__Task instructions__. Please repeat every entry, keeping each one exactly the same.

__Supplied data__.
*** Block opens ***
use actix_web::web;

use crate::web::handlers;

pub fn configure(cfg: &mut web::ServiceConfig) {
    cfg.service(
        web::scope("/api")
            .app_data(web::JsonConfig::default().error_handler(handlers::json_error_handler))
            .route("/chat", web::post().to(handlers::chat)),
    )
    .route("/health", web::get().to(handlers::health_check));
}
*** Block closes ***
__Exercise answer__.
use actix_web::web;

use crate::web::handlers;

pub fn configure(cfg: &mut web::ServiceConfig) {
    cfg.service(
        web::scope("/api")
            .app_data(web::JsonConfig::default().error_handler(handlers::json_error_handler))
            .route("/chat", web::post().to(handlers::chat)),
    )
    .route("/health", web::get().to(handlers::health_check));
}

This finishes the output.